Long-Term Opioid Use for Back Pain – Who, Why?

Back PainResearchers from multiple centers in the United States assessed predictors of opioid analgesic use among patients with back pain due to lumbar disc herniation or spinal stenosis. Smoking and nonsurgical treatments were the most significant reasons for continued opioid use; although, fewer than 1 in 10 patients used opioids for 2 years and the importance of smoking as a factor is debatable.

Data for this present study reported in the Journal of Pain were derived from 2,110 patients recruited from 13 spine specialty centers in 11 states as part of a larger study, called “SPORT” (Spine Patient Outcomes Research Trial) [Krebs et al. 2010]. At the outset, roughly 4 of 10 patients (42%) reported taking opioid analgesics and most (78%) said they took opioids daily. Of these patients, 25% reported continued use at 1 year and 21% were still taking opioids at 2 years (only about 9% of all patients in the study). Who were these persons taking opioids?

The researchers examined demographic factors, medical history, and lifestyle information for each subject. At baseline, compared with patients who were not taking opioids, the opioid-analgesic-using patients were more numerous in the lumbar disc herniation group, younger, less educated, less likely to be employed, more likely to have applied for disability, more likely to report a history of mental disorders, and more likely to smoke tobacco. At both the 1-year and 2-year followup points, smoking and the use of nonsurgical treatments were the only significant factors that predicted the continued use of opioid analgesics. Among patients who reported no opioid use at the beginning of the study, 8% reported starting opioid therapy at 12 months and 7% at 24 months; however, there were no significant predictive factors in these patients. Data on specific opioid analgesics taken, and their dosages, were not collected.

COMMENTARY: It should be noted that available nonsurgical treatment options included physical therapy, education/counseling with home exercise instructions, and NSAID agents if appropriate. For patients who did not respond, there were additional physical, psychological, and pharmacologic therapies (including opioids) available based on individual patient needs. Non-surgical treatments were helpful to many and opioid use declined nearly 5-fold from 42% to 9% of patients in the study. Yet, the tone of this report, whether intentional or not, seems to depict a negative outlook toward opioid therapy for these specific back conditions — disc herniation or spinal stenosis — which alternatively can be surgically treated. An underlying message appears to be that the risks of surgery (not discussed in the article) may be preferable to the risks of long-term opioid therapy (discussed in some detail). In this article, the researchers did not report on acceptable pain relief and related outcomes achieved by surgical compared with nonsurgical approaches, and it also would seem that the choice of surgery versus other treatments would (or should?) depend on factors other than the prospect of long-term opioid therapy. (In fairness, it should be noted that earlier reports on the SPORT study did indicate relatively favorable outcomes for surgical approaches [abstracts here and here].)

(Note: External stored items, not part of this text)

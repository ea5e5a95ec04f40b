//! Error types for the ingestion pipeline.

use dirgraph_connector::error::DirectoryError;
use dirgraph_db::DbError;
use thiserror::Error;
use uuid::Uuid;

/// Errors raised while ingesting a directory.
///
/// Record-level variants (`MalformedRecord`, `MalformedSpn`,
/// `DecodeFailure`) and per-principal query failures are recorded in the run
/// statistics and the run continues. `PersistenceFailure` and stream-level
/// query failures stop the current stage.
#[derive(Debug, Error)]
pub enum AdError {
    /// A record lacks a field every downstream join depends on.
    #[error("Malformed record {dn}: missing {field}")]
    MalformedRecord { dn: String, field: &'static str },

    /// A service principal name that does not split into service and host.
    #[error("Malformed service principal name '{spn}': {reason}")]
    MalformedSpn { spn: String, reason: &'static str },

    /// An attribute value that could not be decoded.
    #[error("Cannot decode {attribute}: {message}")]
    DecodeFailure { attribute: String, message: String },

    /// A directory query failed after retries.
    #[error("Directory query failed: {0}")]
    QueryFailure(#[from] DirectoryError),

    /// The store rejected a write or a commit.
    #[error("Persistence failed: {0}")]
    PersistenceFailure(#[from] DbError),

    /// Resume was requested for a run the store does not know.
    #[error("Run {0} not found")]
    RunNotFound(Uuid),
}

/// Result type for pipeline operations.
pub type AdResult<T> = Result<T, AdError>;

impl AdError {
    pub fn malformed_record(dn: impl Into<String>, field: &'static str) -> Self {
        AdError::MalformedRecord {
            dn: dn.into(),
            field,
        }
    }

    pub fn malformed_spn(spn: impl Into<String>, reason: &'static str) -> Self {
        AdError::MalformedSpn {
            spn: spn.into(),
            reason,
        }
    }

    pub fn decode(attribute: impl Into<String>, message: impl Into<String>) -> Self {
        AdError::DecodeFailure {
            attribute: attribute.into(),
            message: message.into(),
        }
    }

    /// Whether the pipeline may skip the affected record and carry on.
    pub fn is_record_level(&self) -> bool {
        matches!(
            self,
            AdError::MalformedRecord { .. }
                | AdError::MalformedSpn { .. }
                | AdError::DecodeFailure { .. }
                | AdError::QueryFailure(_)
        )
    }

    pub fn is_persistence_failure(&self) -> bool {
        matches!(self, AdError::PersistenceFailure(_))
    }

    /// Stable code for logs and skip records.
    pub fn error_code(&self) -> &'static str {
        match self {
            AdError::MalformedRecord { .. } => "MALFORMED_RECORD",
            AdError::MalformedSpn { .. } => "MALFORMED_SPN",
            AdError::DecodeFailure { .. } => "DECODE_FAILURE",
            AdError::QueryFailure(e) => e.error_code(),
            AdError::PersistenceFailure(e) => e.error_code(),
            AdError::RunNotFound(_) => "RUN_NOT_FOUND",
        }
    }
}

#[cfg(test)]
mod tests {
    use super::*;

    #[test]
    fn test_malformed_record_display() {
        let err = AdError::malformed_record("CN=ghost,DC=corp,DC=local", "objectSid");
        assert_eq!(
            err.to_string(),
            "Malformed record CN=ghost,DC=corp,DC=local: missing objectSid"
        );
        assert!(err.is_record_level());
        assert_eq!(err.error_code(), "MALFORMED_RECORD");
    }

    #[test]
    fn test_persistence_failure_is_not_record_level() {
        let err: AdError = DbError::CommitFailed {
            batch: 3,
            message: "connection reset".to_string(),
        }
        .into();
        assert!(err.is_persistence_failure());
        assert!(!err.is_record_level());
        assert_eq!(err.error_code(), "DB_COMMIT_FAILED");
    }

    #[test]
    fn test_query_failure_keeps_directory_code() {
        let err: AdError = DirectoryError::InsufficientAccess {
            operation: "security_descriptor".to_string(),
        }
        .into();
        assert!(err.is_record_level());
        assert_eq!(
            err.error_code(),
            DirectoryError::InsufficientAccess {
                operation: String::new()
            }
            .error_code()
        );
    }
}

As baseline, 22% of opioid users and 14% of non-opioid users were tobacco smokers, which are statistically significantly differences but the prevalence of smoking in opioid users was comparable to national averages [data here] at the time of study data collection. The authors note that baseline cigarette smoking independently predicted continued long-term opioid analgesic use, and further state that “smoking may be a marker of substance use disorders in these populations.” However, data collection did not include formal assessments of substance-use disorders and fewer than 2% of participants indicated a history of alcoholism or drug addiction in questionnaires. Therefore, using smoking as a surrogate predictor of past or present substance use problems, which consequently influenced opioid-taking is highly questionable. In contrast to what the authors seem to have intended, this article appears to support the possibility that appropriate non-surgical therapies and the judicious use of opioid pain relievers may be useful for averting or delaying invasive surgery in select patients with painful disk herniation or spinal stenosis.

REFERENCE: Krebs EE, Lurie JD, Fanciullo G, et al. Predictors of long-term opioid use among patients with painful lumbar spine conditions. J Pain. 2010;11(1):44-52 [abstract here].